Saved data entries:
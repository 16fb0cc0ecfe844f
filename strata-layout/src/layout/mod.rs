//! Concrete, frozen layouts.
//!
//! Each level wraps its normalized descriptor and the indices derived from
//! it. Builders run bottom-up through crate-private `Pending*` stages:
//! children are compiled and reconciled against the prior layout first,
//! then the parent assigns the remaining IDs and freezes them. Nothing in
//! a frozen layout is mutable.

mod column;
mod family;
mod locality_group;
mod table;

pub use column::ColumnLayout;
pub use family::FamilyLayout;
pub use locality_group::LocalityGroupLayout;
pub use table::TableLayout;
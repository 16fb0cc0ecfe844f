//! Column coordinates: a `(family, qualifier)` pair.

use std::fmt;
use std::str::FromStr;

use strata_result::{Error, Result};

/// Name of a column in a strata table, as a family name and an optional
/// qualifier.
///
/// A missing qualifier denotes a whole family. That form is valid for
/// map-type families (whose qualifiers are free-form and share one value
/// schema) and for coarse lookups such as [`TableLayout::exists`].
///
/// Ordering is lexicographic on `(family, qualifier)`, with the unqualified
/// form sorting before any qualified column of the same family.
///
/// [`TableLayout::exists`]: crate::TableLayout::exists
#[derive(Clone, Debug, PartialEq, Eq, PartialOrd, Ord, Hash)]
pub struct ColumnName {
    family: String,
    qualifier: Option<String>,
}

impl ColumnName {
    /// Names a whole family (no qualifier).
    pub fn family_only(family: impl Into<String>) -> Self {
        Self {
            family: family.into(),
            qualifier: None,
        }
    }

    /// Names a fully-qualified column.
    pub fn qualified(family: impl Into<String>, qualifier: impl Into<String>) -> Self {
        Self {
            family: family.into(),
            qualifier: Some(qualifier.into()),
        }
    }

    /// The family component.
    pub fn family(&self) -> &str {
        &self.family
    }

    /// The qualifier component, if present.
    pub fn qualifier(&self) -> Option<&str> {
        self.qualifier.as_deref()
    }

    /// Whether this name carries a qualifier.
    pub fn is_fully_qualified(&self) -> bool {
        self.qualifier.is_some()
    }
}

impl fmt::Display for ColumnName {
    fn fmt(&self, f: &mut fmt::Formatter<'_>) -> fmt::Result {
        match &self.qualifier {
            Some(qualifier) => write!(f, "{}:{}", self.family, qualifier),
            None => f.write_str(&self.family),
        }
    }
}

impl FromStr for ColumnName {
    type Err = Error;

    /// Parses `"family"` or `"family:qualifier"`. An empty family is
    /// rejected; an empty qualifier (`"family:"`) denotes the whole family.
    fn from_str(s: &str) -> Result<Self> {
        let (family, qualifier) = match s.split_once(':') {
            Some((family, "")) => (family, None),
            Some((family, qualifier)) => (family, Some(qualifier.to_string())),
            None => (s, None),
        };
        if family.is_empty() {
            return Err(Error::InvalidArgumentError(format!(
                "Invalid column name: '{s}'."
            )));
        }
        Ok(Self {
            family: family.to_string(),
            qualifier,
        })
    }
}
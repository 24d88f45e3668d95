//! Time-ordered metric series
//!
//! A [`Series`] is the unit every analysis consumes: one metric, points sorted
//! ascending by time, optionally tagged with the aggregation window it was
//! produced with. A [`SeriesBatch`] groups the series returned by a single
//! source query so several analyses can share one fetch.

use chrono::{DateTime, Duration, TimeZone, Utc};
use serde::{Deserialize, Serialize};
use std::collections::BTreeMap;

use crate::types::Sample;
use crate::window::AggregationWindow;

/// One timestamped value
#[derive(Debug, Clone, Copy, PartialEq, Serialize, Deserialize)]
pub struct Point {
    pub time: DateTime<Utc>,
    pub value: f64,
}

impl Point {
    pub fn new(time: DateTime<Utc>, value: f64) -> Self {
        Self { time, value }
    }
}

/// Points of a single metric, sorted ascending by time
#[derive(Debug, Clone, PartialEq, Serialize, Deserialize)]
#[serde(from = "SeriesRepr")]
pub struct Series {
    metric: String,
    #[serde(skip_serializing_if = "Option::is_none")]
    unit: Option<String>,
    #[serde(skip_serializing_if = "Option::is_none")]
    aggregation: Option<AggregationWindow>,
    points: Vec<Point>,
}

/// Wire form of [`Series`]; points may arrive in any order
#[derive(Deserialize)]
struct SeriesRepr {
    metric: String,
    #[serde(default)]
    unit: Option<String>,
    #[serde(default)]
    aggregation: Option<AggregationWindow>,
    #[serde(default)]
    points: Vec<Point>,
}

impl From<SeriesRepr> for Series {
    fn from(repr: SeriesRepr) -> Self {
        Series::new(repr.metric, repr.points)
            .with_unit(repr.unit)
            .with_aggregation(repr.aggregation)
    }
}

impl Series {
    /// Build a series, sorting points by time. Equal timestamps keep their
    /// input order.
    pub fn new(metric: impl Into<String>, mut points: Vec<Point>) -> Self {
        points.sort_by_key(|p| p.time);
        Self {
            metric: metric.into(),
            unit: None,
            aggregation: None,
            points,
        }
    }

    /// Empty series for a metric
    pub fn empty(metric: impl Into<String>) -> Self {
        Self::new(metric, Vec::new())
    }

    pub fn with_unit(mut self, unit: Option<String>) -> Self {
        self.unit = unit;
        self
    }

    /// Tag the series with the window it was aggregated with upstream
    pub fn with_aggregation(mut self, window: Option<AggregationWindow>) -> Self {
        self.aggregation = window;
        self
    }

    pub fn metric(&self) -> &str {
        &self.metric
    }

    pub fn unit(&self) -> Option<&str> {
        self.unit.as_deref()
    }

    pub fn aggregation(&self) -> Option<AggregationWindow> {
        self.aggregation
    }

    pub fn points(&self) -> &[Point] {
        &self.points
    }

    pub fn len(&self) -> usize {
        self.points.len()
    }

    pub fn is_empty(&self) -> bool {
        self.points.is_empty()
    }

    pub fn first(&self) -> Option<&Point> {
        self.points.first()
    }

    pub fn last(&self) -> Option<&Point> {
        self.points.last()
    }

    /// Elapsed time between the first and last point
    pub fn span(&self) -> Option<Duration> {
        match (self.points.first(), self.points.last()) {
            (Some(first), Some(last)) => Some(last.time - first.time),
            _ => None,
        }
    }

    /// Points with `start <= time <= end`
    pub fn slice(&self, start: DateTime<Utc>, end: DateTime<Utc>) -> Series {
        let from = self.points.partition_point(|p| p.time < start);
        let to = self.points.partition_point(|p| p.time <= end);
        let points = if from < to {
            self.points[from..to].to_vec()
        } else {
            Vec::new()
        };

        Series {
            metric: self.metric.clone(),
            unit: self.unit.clone(),
            aggregation: self.aggregation,
            points,
        }
    }

    /// Mean-aggregate into fixed windows aligned to the Unix epoch.
    ///
    /// Each non-empty window yields one point labelled with the window's end
    /// time; empty windows are omitted. The result never contains two points
    /// with the same timestamp.
    pub fn aggregate(&self, window: AggregationWindow) -> Series {
        let width = window.as_seconds();
        if width <= 0 {
            return self.dedup_mean();
        }

        let mut buckets: BTreeMap<i64, (f64, usize)> = BTreeMap::new();
        for point in &self.points {
            let bucket = point.time.timestamp().div_euclid(width);
            let entry = buckets.entry(bucket).or_insert((0.0, 0));
            entry.0 += point.value;
            entry.1 += 1;
        }

        let points = buckets
            .into_iter()
            .filter_map(|(bucket, (sum, count))| {
                let stop = (bucket + 1).checked_mul(width)?;
                Utc.timestamp_opt(stop, 0)
                    .single()
                    .map(|stop| Point::new(stop, sum / count as f64))
            })
            .collect();

        Series {
            metric: self.metric.clone(),
            unit: self.unit.clone(),
            aggregation: Some(window),
            points,
        }
    }

    /// Collapse points that share a timestamp into their mean
    pub fn dedup_mean(&self) -> Series {
        let mut points: Vec<Point> = Vec::with_capacity(self.points.len());
        let mut run_len = 0usize;

        for point in &self.points {
            match points.last_mut() {
                Some(last) if last.time == point.time => {
                    // running mean over the run of equal timestamps
                    run_len += 1;
                    last.value += (point.value - last.value) / run_len as f64;
                }
                _ => {
                    points.push(*point);
                    run_len = 1;
                }
            }
        }

        Series {
            metric: self.metric.clone(),
            unit: self.unit.clone(),
            aggregation: self.aggregation,
            points,
        }
    }
}

/// Seconds from `from` to `to` with microsecond resolution
pub(crate) fn seconds_between(from: DateTime<Utc>, to: DateTime<Utc>) -> f64 {
    let delta = to - from;
    match delta.num_microseconds() {
        Some(us) => us as f64 / 1_000_000.0,
        None => delta.num_milliseconds() as f64 / 1_000.0,
    }
}

/// Series returned by one source query, keyed by metric name
#[derive(Debug, Clone, Default, PartialEq, Serialize, Deserialize)]
pub struct SeriesBatch {
    series: BTreeMap<String, Series>,
}

impl SeriesBatch {
    pub fn new(series: Vec<Series>) -> Self {
        let mut batch = Self::default();
        for s in series {
            batch.insert(s);
        }
        batch
    }

    /// Group a flat sample list into one series per metric
    pub fn from_samples(samples: &[Sample]) -> Self {
        let mut grouped: BTreeMap<&str, Vec<Point>> = BTreeMap::new();
        let mut units: BTreeMap<&str, String> = BTreeMap::new();
        for sample in samples {
            grouped
                .entry(sample.metric.as_str())
                .or_default()
                .push(Point::new(sample.timestamp, sample.value));
            if let Some(unit) = &sample.unit {
                units.entry(sample.metric.as_str()).or_insert_with(|| unit.clone());
            }
        }

        Self::new(
            grouped
                .into_iter()
                .map(|(metric, points)| {
                    Series::new(metric, points).with_unit(units.get(metric).cloned())
                })
                .collect(),
        )
    }

    /// Insert a series, merging points if the metric is already present
    pub fn insert(&mut self, series: Series) {
        match self.series.get_mut(series.metric()) {
            Some(existing) => {
                let mut points = std::mem::take(&mut existing.points);
                points.extend_from_slice(series.points());
                points.sort_by_key(|p| p.time);
                existing.points = points;
            }
            None => {
                self.series.insert(series.metric().to_string(), series);
            }
        }
    }

    pub fn get(&self, metric: &str) -> Option<&Series> {
        self.series.get(metric)
    }

    /// Series for `metric`, or an empty one when the source returned nothing
    pub fn series_or_empty(&self, metric: &str) -> Series {
        self.get(metric)
            .cloned()
            .unwrap_or_else(|| Series::empty(metric))
    }

    pub fn metrics(&self) -> impl Iterator<Item = &str> {
        self.series.keys().map(String::as_str)
    }

    pub fn iter(&self) -> impl Iterator<Item = &Series> {
        self.series.values()
    }

    /// True when no series holds a single point
    pub fn is_empty(&self) -> bool {
        self.series.values().all(Series::is_empty)
    }
}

[Instructions to follow]: Print the first line of the records above and each line after it, exactly, through the line with "them. Nothing in".

[Finished exercise]:
repository 16fb0cc0ecfe844f
filename strata-layout/src/layout/mod.rs
//! Concrete, frozen layouts.
//!
//! Each level wraps its normalized descriptor and the indices derived from
//! it. Builders run bottom-up through crate-private `Pending*` stages:
//! children are compiled and reconciled against the prior layout first,
//! then the parent assigns the remaining IDs and freezes them. Nothing in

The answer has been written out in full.